Relax, Mizrahi men: There is no need to hound Medina. All that is needed is an official announcement that he is disqualified - not because of that extraordinary severance package. Anger at his candidacy is based mainly on the fact that his retirement package actually totals more than NIS 18 million, making him one of the richest men on any Israeli payroll.

His retirement package is bound to cause envy. A man with NIS 18 million in the bank, figure most Israelis, cannot identify with the poor and should not be in charge of economic and social policies.

These claims are strong and they may be true, but they are not relevant. A person's wealth should not bar him from the civil service. The last country to follow that practice was the Soviet Union. Even the moral claim that the controlling shareholders and directors and top managers gorge on the pie, leaving little but crumbs for ordinary workers and public shareholders, is irrelevant.

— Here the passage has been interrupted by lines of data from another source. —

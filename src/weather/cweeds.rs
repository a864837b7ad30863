//! Canadian Weather Energy and Engineering Datasets (CWEEDS).
//!
//! Hourly files come in two fixed-width variants told apart by their
//! extension: WY2 files are data rows only, WY3 files start with a comma
//! separated station header and shift every data row by two characters.
//! Global horizontal irradiance is read in kJ/m² and stored in MJ/m².

use {
    crate::{
        columns::Column,
        utils::{first_field, spreadsheet_serial},
    },
    anyhow::{anyhow, bail, Context, Result},
    log::debug,
    ndarray::{s, Array1, Axis},
    serde::{Deserialize, Serialize},
    std::{fmt, fs, path::Path},
};

const YEAR: Column = Column::new("year", 6, 10);
const MONTH: Column = Column::new("month", 10, 12);
const DAY: Column = Column::new("day", 12, 14);
const HOUR: Column = Column::new("hour", 14, 16);
const IRRADIANCE: Column = Column::new("global irradiance", 20, 24);

/// kJ/m² to MJ/m²
const IRRADIANCE_SCALE: f64 = 1000.0;

#[derive(Debug, Clone, Copy, PartialEq, Eq, Serialize, Deserialize)]
pub enum CweedsFormat {
    Wy2,
    Wy3,
    /// A WY2 dataset merged with a WY3 dataset
    Wy2Wy3,
}

impl CweedsFormat {
    /// Format of a CWEEDS file given by its extension.
    pub fn from_path<P: AsRef<Path>>(path: P) -> Result<Self> {
        let path = path.as_ref();
        let ext = path
            .extension()
            .and_then(|ext| ext.to_str())
            .unwrap_or_default();

        if ext.eq_ignore_ascii_case("WY2") {
            Ok(CweedsFormat::Wy2)
        } else if ext.eq_ignore_ascii_case("WY3") {
            Ok(CweedsFormat::Wy3)
        } else {
            bail!(
                "\"{}\" is not a valid file extension for {}, CWEEDS files must have either a WY2 or WY3 extension",
                ext,
                path.display()
            )
        }
    }

    /// Number of characters preceding the data fields of every row.
    fn char_offset(self) -> usize {
        match self {
            CweedsFormat::Wy3 => 2,
            _ => 0,
        }
    }
}

impl fmt::Display for CweedsFormat {
    fn fmt(&self, f: &mut fmt::Formatter) -> fmt::Result {
        match self {
            CweedsFormat::Wy2 => write!(f, "WY2"),
            CweedsFormat::Wy3 => write!(f, "WY3"),
            CweedsFormat::Wy2Wy3 => write!(f, "WY2+WY3"),
        }
    }
}

#[derive(Debug, Clone, Copy, PartialEq, Eq, Serialize, Deserialize)]
pub enum TimeFormat {
    Hourly,
    Daily,
}

/// Station description found on the first line of WY3 files.
#[derive(Debug, Clone, PartialEq, Serialize, Deserialize)]
pub struct StationHeader {
    pub horz_version: String,
    pub location: String,
    pub province: String,
    pub country: String,
    pub station_id: String,
    pub latitude: f64,
    pub longitude: f64,
    pub time_zone: f64,
    pub elevation: f64,
}

impl StationHeader {
    fn parse(line: &str) -> Result<Self> {
        let fields = line.split(',').map(str::trim).collect::<Vec<_>>();
        if fields.len() < 9 {
            bail!("Expected 9 header fields, found {}", fields.len());
        }

        let number = |i: usize, name: &str| {
            fields[i]
                .parse::<f64>()
                .with_context(|| format!("Invalid {} \"{}\"", name, fields[i]))
        };

        Ok(Self {
            horz_version: fields[0].to_owned(),
            location: fields[1].to_owned(),
            province: fields[2].to_owned(),
            country: fields[3].to_owned(),
            station_id: fields[4].to_owned(),
            latitude: number(5, "latitude")?,
            longitude: number(6, "longitude")?,
            time_zone: number(7, "time zone")?,
            elevation: number(8, "elevation")?,
        })
    }
}

/// Solar irradiance time series. All arrays are parallel.
#[derive(Debug, Clone, PartialEq, Serialize, Deserialize)]
pub struct WeatherDataset {
    pub years: Array1<i32>,
    pub months: Array1<u32>,
    pub days: Array1<u32>,
    /// Hour of the day, starting at 0
    pub hours: Array1<u32>,
    /// Spreadsheet numeric date
    pub time: Array1<f64>,
    /// Global horizontal irradiance in MJ/m²
    pub irradiance: Array1<f64>,

    pub header: Option<StationHeader>,
    pub time_format: TimeFormat,
    pub format: CweedsFormat,
}

impl WeatherDataset {
    pub fn len(&self) -> usize {
        self.time.len()
    }

    pub fn is_empty(&self) -> bool {
        self.time.is_empty()
    }

    /// Checks that every array has the same length.
    pub fn validate(&self) -> Result<()> {
        let n = self.time.len();
        let lengths = [
            ("years", self.years.len()),
            ("months", self.months.len()),
            ("days", self.days.len()),
            ("hours", self.hours.len()),
            ("irradiance", self.irradiance.len()),
        ];

        for (name, len) in lengths.iter() {
            if *len != n {
                bail!("{} has {} entries but time has {}", name, len, n);
            }
        }

        Ok(())
    }

    /// Sums the hourly irradiance of every day. Calendar fields are taken from
    /// the first hour of each day.
    pub fn to_daily(&self) -> Result<Self> {
        self.validate()?;
        if self.time_format != TimeFormat::Hourly {
            bail!("Only hourly datasets can be aggregated to daily values");
        }
        if self.len() % 24 != 0 {
            bail!(
                "{} hourly rows is not a whole number of days",
                self.len()
            );
        }
        let ndays = self.len() / 24;

        let irradiance = self
            .irradiance
            .clone()
            .into_shape((ndays, 24))?
            .sum_axis(Axis(1));

        Ok(Self {
            years: self.years.slice(s![..;24]).to_owned(),
            months: self.months.slice(s![..;24]).to_owned(),
            days: self.days.slice(s![..;24]).to_owned(),
            hours: Array1::zeros(ndays),
            time: self.time.slice(s![..;24]).to_owned(),
            irradiance,
            header: self.header.clone(),
            time_format: TimeFormat::Daily,
            format: self.format,
        })
    }

    /// Joins a WY2 dataset with a WY3 dataset of the same time format.
    ///
    /// The merged time axis is the sorted union of both time axes. Where both
    /// datasets have a value for the same time, the WY3 value is kept. The
    /// station header is taken from the WY3 dataset.
    pub fn merge(wy2: &Self, wy3: &Self) -> Result<Self> {
        if wy2.format != CweedsFormat::Wy2 {
            bail!("Expected a WY2 dataset, found {}", wy2.format);
        }
        if wy3.format != CweedsFormat::Wy3 {
            bail!("Expected a WY3 dataset, found {}", wy3.format);
        }
        if wy2.time_format != wy3.time_format {
            bail!(
                "Cannot merge {:?} and {:?} datasets",
                wy2.time_format,
                wy3.time_format
            );
        }
        wy2.validate()?;
        wy3.validate()?;

        let mut time = wy2.time.iter().chain(wy3.time.iter()).copied().collect::<Vec<_>>();
        time.sort_by(|a, b| a.partial_cmp(b).unwrap_or(std::cmp::Ordering::Equal));
        time.dedup();
        let n = time.len();

        let mut merged = Self {
            years: Array1::zeros(n),
            months: Array1::zeros(n),
            days: Array1::zeros(n),
            hours: Array1::zeros(n),
            time: Array1::from(time),
            irradiance: Array1::zeros(n),
            header: wy3.header.clone(),
            time_format: wy3.time_format,
            format: CweedsFormat::Wy2Wy3,
        };

        for dataset in &[wy2, wy3] {
            for (k, t) in dataset.time.iter().enumerate() {
                let i = merged
                    .time
                    .as_slice()
                    .and_then(|time| {
                        time.binary_search_by(|x| {
                            x.partial_cmp(t).unwrap_or(std::cmp::Ordering::Less)
                        })
                        .ok()
                    })
                    .ok_or_else(|| anyhow!("Time {} is not on the merged axis", t))?;

                merged.years[i] = dataset.years[k];
                merged.months[i] = dataset.months[k];
                merged.days[i] = dataset.days[k];
                merged.hours[i] = dataset.hours[k];
                merged.irradiance[i] = dataset.irradiance[k];
            }
        }

        Ok(merged)
    }
}

/// Reads a CWEEDS file and aggregates it to daily values.
pub fn read<P: AsRef<Path>>(path: P) -> Result<WeatherDataset> {
    read_hourly(path)?.to_daily()
}

/// Reads a CWEEDS file, keeping its hourly values.
pub fn read_hourly<P: AsRef<Path>>(path: P) -> Result<WeatherDataset> {
    let path = path.as_ref();
    let format = CweedsFormat::from_path(path)?;

    let text = fs::read_to_string(path)
        .with_context(|| format!("Failed to read CWEEDS file {}", path.display()))?;

    let dataset = parse(&text, format)
        .with_context(|| format!("Invalid CWEEDS file {}", path.display()))?;
    debug!(
        "Read {} hourly rows in {} format from {}",
        dataset.len(),
        format,
        path.display()
    );

    Ok(dataset)
}

/// Parses the hourly rows of a CWEEDS file in the given format.
pub fn parse(text: &str, format: CweedsFormat) -> Result<WeatherDataset> {
    let mut lines = text.lines().enumerate().filter_map(|(i, line)| {
        first_field(line)
            .filter(|field| !field.trim().is_empty())
            .map(|_| (i, line))
    });

    let header = match format {
        CweedsFormat::Wy3 => {
            let (_, line) = lines.next().ok_or_else(|| anyhow!("Missing WY3 header"))?;
            Some(StationHeader::parse(line).context("Invalid WY3 header")?)
        }
        CweedsFormat::Wy2 => None,
        CweedsFormat::Wy2Wy3 => bail!("{} is not a file format", format),
    };

    let offset = format.char_offset();

    let mut years = Vec::new();
    let mut months = Vec::new();
    let mut days = Vec::new();
    let mut hours = Vec::new();
    let mut time = Vec::new();
    let mut irradiance = Vec::new();

    for (i, line) in lines {
        let line = first_field(line).unwrap_or_default();
        let field = |column: &Column| {
            column
                .parse::<i64>(line, offset)
                .ok_or_else(|| anyhow!("Invalid {} on line {}", column.name, i + 1))
        };

        let year = field(&YEAR)? as i32;
        let month = field(&MONTH)? as u32;
        let day = field(&DAY)? as u32;
        let hour = field(&HOUR)? - 1;
        if hour < 0 {
            bail!("Invalid hour on line {}", i + 1);
        }
        let hour = hour as u32;

        let serial = spreadsheet_serial(year, month, day, hour).ok_or_else(|| {
            anyhow!(
                "Invalid date {}-{:02}-{:02} hour {} on line {}",
                year,
                month,
                day,
                hour,
                i + 1
            )
        })?;

        years.push(year);
        months.push(month);
        days.push(day);
        hours.push(hour);
        time.push(serial);
        irradiance.push(
            IRRADIANCE
                .parse::<f64>(line, offset)
                .ok_or_else(|| anyhow!("Invalid {} on line {}", IRRADIANCE.name, i + 1))?
                / IRRADIANCE_SCALE,
        );
    }

    Ok(WeatherDataset {
        years: Array1::from(years),
        months: Array1::from(months),
        days: Array1::from(days),
        hours: Array1::from(hours),
        time: Array1::from(time),
        irradiance: Array1::from(irradiance),
        header,
        time_format: TimeFormat::Hourly,
        format,
    })
}
//! Declarative fixed-width column layouts.
//!
//! HELP reports and CWEEDS files are positional: a field is identified by the
//! character positions it occupies rather than by a delimiter. Each format
//! describes its fields as a table of [`Column`]s and reads them through
//! [`Column::parse`], so that differences between format variants are data
//! rather than duplicated parsing code.

use std::str::FromStr;

/// Character positions occupied by a field.
#[derive(Debug, Clone, Copy, PartialEq, Eq)]
pub enum Span {
    /// Characters `start..end`, clamped to the length of the line.
    Range(usize, usize),
    /// The last `n` characters of the line.
    Tail(usize),
}

#[derive(Debug, Clone, Copy, PartialEq, Eq)]
pub struct Column {
    pub name: &'static str,
    pub span: Span,
}

impl Column {
    pub const fn new(name: &'static str, start: usize, end: usize) -> Self {
        Self {
            name,
            span: Span::Range(start, end),
        }
    }

    pub const fn tail(name: &'static str, width: usize) -> Self {
        Self {
            name,
            span: Span::Tail(width),
        }
    }

    /// Text of this column in `line` once the first `offset` characters of the
    /// line have been discarded. Positions past the end of the line yield a
    /// shorter (possibly empty) slice.
    pub fn slice<'a>(&self, line: &'a str, offset: usize) -> &'a str {
        let line = &line[byte_index(line, offset)..];

        match self.span {
            Span::Range(start, end) => {
                let start = byte_index(line, start);
                let end = byte_index(line, end).max(start);
                &line[start..end]
            }
            Span::Tail(n) => {
                let len = line.chars().count();
                &line[byte_index(line, len.saturating_sub(n))..]
            }
        }
    }

    /// Parses the column as a number, `None` when the field is blank or not a
    /// number of type `T`.
    pub fn parse<T: FromStr>(&self, line: &str, offset: usize) -> Option<T> {
        let text = self.slice(line, offset).trim();
        if text.is_empty() {
            None
        } else {
            text.parse().ok()
        }
    }
}

/// Byte index of the `n`th character of `s`, or `s.len()` if there are fewer.
fn byte_index(s: &str, n: usize) -> usize {
    s.char_indices().nth(n).map_or(s.len(), |(i, _)| i)
}
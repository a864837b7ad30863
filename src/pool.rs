//! Fixed-size worker pool mapping a fallible function over keyed work units.
//!
//! Units are processed in parallel and collected in completion order by the
//! calling thread, which is the only place results are gathered. A failing
//! unit does not stop the others: its error is kept alongside the successful
//! results.

use {
    anyhow::{bail, Error, Result},
    rayon::{prelude::*, ThreadPoolBuilder},
    std::{
        collections::BTreeMap,
        sync::mpsc,
        time::{Duration, Instant},
    },
};

/// Number of workers used when none is requested: the available hardware
/// threads, whatever rayon pool the caller runs in.
pub fn default_workers() -> usize {
    num_cpus::get().max(1)
}

/// Completion accounting of a batch of work units.
#[derive(Debug, Clone)]
pub struct Progress {
    total: usize,
    completed: usize,
    start: Instant,
}

impl Progress {
    pub fn new(total: usize) -> Self {
        Self {
            total,
            completed: 0,
            start: Instant::now(),
        }
    }

    pub fn complete_one(&mut self) {
        self.completed += 1;
    }

    pub fn total(&self) -> usize {
        self.total
    }

    pub fn completed(&self) -> usize {
        self.completed
    }

    pub fn percent(&self) -> f64 {
        if self.total == 0 {
            100.0
        } else {
            self.completed as f64 / self.total as f64 * 100.0
        }
    }

    pub fn elapsed(&self) -> Duration {
        self.start.elapsed()
    }

    pub fn remaining(&self) -> Duration {
        estimate_remaining(self.percent(), self.elapsed())
    }
}

/// Remaining time assuming the rate observed so far holds.
pub fn estimate_remaining(percent: f64, elapsed: Duration) -> Duration {
    if percent <= 0.0 {
        return Duration::from_secs(0);
    }

    Duration::from_secs_f64(((100.0 - percent) * elapsed.as_secs_f64() / percent).max(0.0))
}

/// Results of a pool run.
#[derive(Debug)]
pub struct PoolOutcome<K: Ord, R> {
    pub results: BTreeMap<K, R>,
    pub failures: BTreeMap<K, Error>,
}

impl<K: Ord, R> Default for PoolOutcome<K, R> {
    fn default() -> Self {
        Self {
            results: BTreeMap::new(),
            failures: BTreeMap::new(),
        }
    }
}

/// Applies `f` to every unit on a pool of `workers` threads (the available
/// parallelism by default). `on_complete` is called on the calling thread
/// after each completed unit, successful or not.
pub fn map_unordered<K, P, R, F, C>(
    units: Vec<(K, P)>,
    workers: Option<usize>,
    f: F,
    mut on_complete: C,
) -> Result<PoolOutcome<K, R>>
where
    K: Ord + Send,
    P: Send,
    R: Send,
    F: Fn(&K, P) -> Result<R> + Sync,
    C: FnMut(&Progress),
{
    let workers = match workers {
        Some(0) => bail!("At least one worker is required"),
        Some(n) => n,
        None => default_workers(),
    };
    let pool = ThreadPoolBuilder::new().num_threads(workers).build()?;

    let mut progress = Progress::new(units.len());
    let mut outcome = PoolOutcome::default();

    let (tx, rx) = mpsc::channel();
    let f = &f;

    pool.in_place_scope(|scope| {
        scope.spawn(move |_| {
            units.into_par_iter().for_each_with(tx, |tx, (key, params)| {
                let result = f(&key, params);
                // The receiver outlives every sender
                tx.send((key, result)).ok();
            });
        });

        for (key, result) in rx {
            progress.complete_one();
            match result {
                Ok(value) => {
                    outcome.results.insert(key, value);
                }
                Err(e) => {
                    outcome.failures.insert(key, e);
                }
            }
            on_complete(&progress);
        }
    });

    Ok(outcome)
}
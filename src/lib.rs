
pub mod batch;
pub mod pool;

pub mod report;
pub mod weather;

pub mod columns;
pub mod normals;
pub mod parameters;
pub mod utils;
use {serde::Deserialize, std::path::PathBuf};

/// Run parameters
#[derive(Debug, PartialEq, Default, Deserialize)]
pub struct Parameters {
    pub simulator: Simulator,
    pub batch: Batch,
    pub environment: Environment,
}

#[derive(Debug, PartialEq, Deserialize)]
pub struct Simulator {
    /// Path to the HELP executable
    pub executable: PathBuf,
}

impl Default for Simulator {
    fn default() -> Self {
        Simulator {
            executable: PathBuf::from("HELP3O"),
        }
    }
}

#[derive(Debug, PartialEq, Deserialize)]
pub struct Batch {
    /// Number of simulations run in parallel, defaults to the available parallelism
    #[serde(default)]
    pub workers: Option<usize>,
    /// YAML file mapping cell identifiers to their simulation parameters
    pub cells: PathBuf,
}

impl Default for Batch {
    fn default() -> Self {
        Batch {
            workers: None,
            cells: PathBuf::from("cells.yaml"),
        }
    }
}

#[derive(Debug, PartialEq, Deserialize)]
pub struct Environment {
    /// Directory receiving the results
    pub output_directory: PathBuf,
}

impl Default for Environment {
    fn default() -> Self {
        Environment {
            output_directory: PathBuf::from("output"),
        }
    }
}
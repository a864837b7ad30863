//! Daily output section of a HELP output report.
//!
//! Each simulated year opens with a `DAILY OUTPUT FOR YEAR <year>` line and is
//! followed by one fixed-width row per day. Rows are only accepted while a year
//! is open; the year closes on its last day so that the summaries printed after
//! the daily tables are never mistaken for data.

use {
    crate::{
        columns::Column,
        utils::{days_in_year, first_field},
    },
    anyhow::{anyhow, Context, Result},
    log::debug,
    ndarray::Array1,
    serde::{Deserialize, Serialize},
    std::{fs, path::Path, str::FromStr},
};

const LAYERS_MARKER: &str = "TOTAL NUMBER OF LAYERS";
const SUBPROFILES_MARKER: &str = "TOTAL NUMBER OF SUBPROFILES";
const YEAR_MARKER: &str = "DAILY OUTPUT FOR YEAR";

/// Names of the daily variables, in the order of [`DAILY_COLUMNS`].
pub const VARIABLES: [&str; 8] = [
    "rain",
    "runoff",
    "et",
    "ezone",
    "head first",
    "drain first",
    "leak first",
    "leak last",
];

pub const DAY_COLUMN: Column = Column::new("day", 2, 5);

/// Column layout of a daily row. The last column is anchored to the end of
/// the line since its position depends on the number of layers.
pub const DAILY_COLUMNS: [Column; 8] = [
    Column::new("rain", 13, 19),
    Column::new("runoff", 19, 26),
    Column::new("et", 26, 33),
    Column::new("ezone", 33, 41),
    Column::new("head first", 41, 51),
    Column::new("drain first", 51, 61),
    Column::new("leak first", 61, 71),
    Column::tail("leak last", 10),
];

/// A single parsed daily row.
#[derive(Debug, Clone, Copy, PartialEq)]
pub struct DailyRow {
    pub day: u16,
    /// Values in the order of [`DAILY_COLUMNS`].
    pub values: [f32; 8],
}

/// Attempts to read `line` as a daily data row. `None` means the line is not a
/// data row: a blank separator, a column header, a summary line and so on.
pub fn parse_row(line: &str) -> Option<DailyRow> {
    let day = DAY_COLUMN.parse(line, 0)?;

    let mut values = [0.0; 8];
    for (value, column) in values.iter_mut().zip(DAILY_COLUMNS.iter()) {
        *value = column.parse(line, 0)?;
    }

    Some(DailyRow { day, values })
}

/// Daily output of a HELP run, one entry per simulated day.
#[derive(Debug, Clone, PartialEq, Serialize, Deserialize)]
pub struct DailyTable {
    pub years: Array1<u16>,
    pub days: Array1<u16>,
    pub rain: Array1<f32>,
    pub runoff: Array1<f32>,
    pub et: Array1<f32>,
    pub ezone: Array1<f32>,
    pub head_first: Array1<f32>,
    pub drain_first: Array1<f32>,
    pub leak_first: Array1<f32>,
    pub leak_last: Array1<f32>,

    /// Total number of layers of the simulated profile
    pub layers: Option<usize>,
    /// Total number of subprofiles of the simulated profile
    pub subprofiles: Option<usize>,
}

impl DailyTable {
    pub fn variable(&self, name: &str) -> Option<&Array1<f32>> {
        match name {
            "rain" => Some(&self.rain),
            "runoff" => Some(&self.runoff),
            "et" => Some(&self.et),
            "ezone" => Some(&self.ezone),
            "head first" => Some(&self.head_first),
            "drain first" => Some(&self.drain_first),
            "leak first" => Some(&self.leak_first),
            "leak last" => Some(&self.leak_last),
            _ => None,
        }
    }

    pub fn len(&self) -> usize {
        self.days.len()
    }

    pub fn is_empty(&self) -> bool {
        self.days.is_empty()
    }
}

/// Reads the daily output from the HELP report at `path`.
pub fn read<P: AsRef<Path>>(path: P) -> Result<DailyTable> {
    let path = path.as_ref();
    let text = fs::read_to_string(path)
        .with_context(|| format!("Failed to read HELP report {}", path.display()))?;

    let table = parse(&text).with_context(|| format!("Invalid HELP report {}", path.display()))?;
    debug!("Read {} days of output from {}", table.len(), path.display());

    Ok(table)
}

/// Parses the daily output of a HELP report.
pub fn parse(text: &str) -> Result<DailyTable> {
    let mut layers = None;
    let mut subprofiles = None;

    let mut years = Vec::new();
    let mut days = Vec::new();
    let mut columns = vec![Vec::new(); DAILY_COLUMNS.len()];

    // Year being read and its number of days
    let mut current: Option<(u16, usize)> = None;

    for (i, line) in text.lines().enumerate() {
        let line = match first_field(line) {
            Some(line) => line,
            None => continue,
        };

        if line.contains(LAYERS_MARKER) {
            layers = Some(last_token(line).with_context(|| format!("Line {}", i + 1))?);
        } else if line.contains(SUBPROFILES_MARKER) {
            subprofiles = Some(last_token(line).with_context(|| format!("Line {}", i + 1))?);
        }

        if line.contains(YEAR_MARKER) {
            let year: u16 = last_token(line).with_context(|| format!("Line {}", i + 1))?;
            current = Some((year, days_in_year(i32::from(year))));
        } else if let Some((year, length)) = current {
            if let Some(row) = parse_row(line) {
                years.push(year);
                days.push(row.day);
                for (column, value) in columns.iter_mut().zip(row.values.iter()) {
                    column.push(*value);
                }

                if usize::from(row.day) == length {
                    current = None;
                }
            }
        }
    }

    let mut columns = columns.into_iter().map(Array1::from);
    let mut next = || columns.next().unwrap_or_else(|| Array1::zeros(0));

    Ok(DailyTable {
        years: Array1::from(years),
        days: Array1::from(days),
        rain: next(),
        runoff: next(),
        et: next(),
        ezone: next(),
        head_first: next(),
        drain_first: next(),
        leak_first: next(),
        leak_last: next(),
        layers,
        subprofiles,
    })
}

fn last_token<T: FromStr>(line: &str) -> Result<T> {
    line.split_whitespace()
        .last()
        .and_then(|token| token.parse().ok())
        .ok_or_else(|| anyhow!("Expected a number at the end of \"{}\"", line.trim()))
}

Back-scratching is becoming epidemic in Israel: Directors approve enormous pay packages for hired CEOs, so they can demand similar pay when they get to lead companies. It is annoying. While it would seem to comply with free market rules, where every person is compensated according to his value in the market, in fact the rich are simply grabbing assets for themselves. The directors and managers are setting new pay norms and the rest of the public can do nothing but sit there and seethe.

Medina is a member of that milieu, which is how he got that NIS 13.5 million good-bye gift. But that does not disqualify him, either. Again, it is annoying, but he is not exclusively responsible for the situation. It is his right to seek what he wants; the people who approved his request, the controlling shareholders and the board of directors, are the ones who should reexamine their norms.

The reason Medina should be disqualified is that he was a partner, albeit a passive one, in hiding the present he received from the public. Here, too, the responsibility was not his; it was the bank's job, not his, to disclose it to the public. When the bank decided to not tell the public, Medina had already left. The responsible parties were the people then managing the bank , mainly its chairman, Jacob Perry.

But Medina was no innocent lamb in the affair. He knew what had been concealed. At best, he knew and kept silent; at worse, he was partner to the silence since it suited his interests. In either case, he showed indifference to the public good and contempt for norms of proper disclosure and transparency. A person with such values, however skilled in economics, cannot be the governor of the Bank of Israel.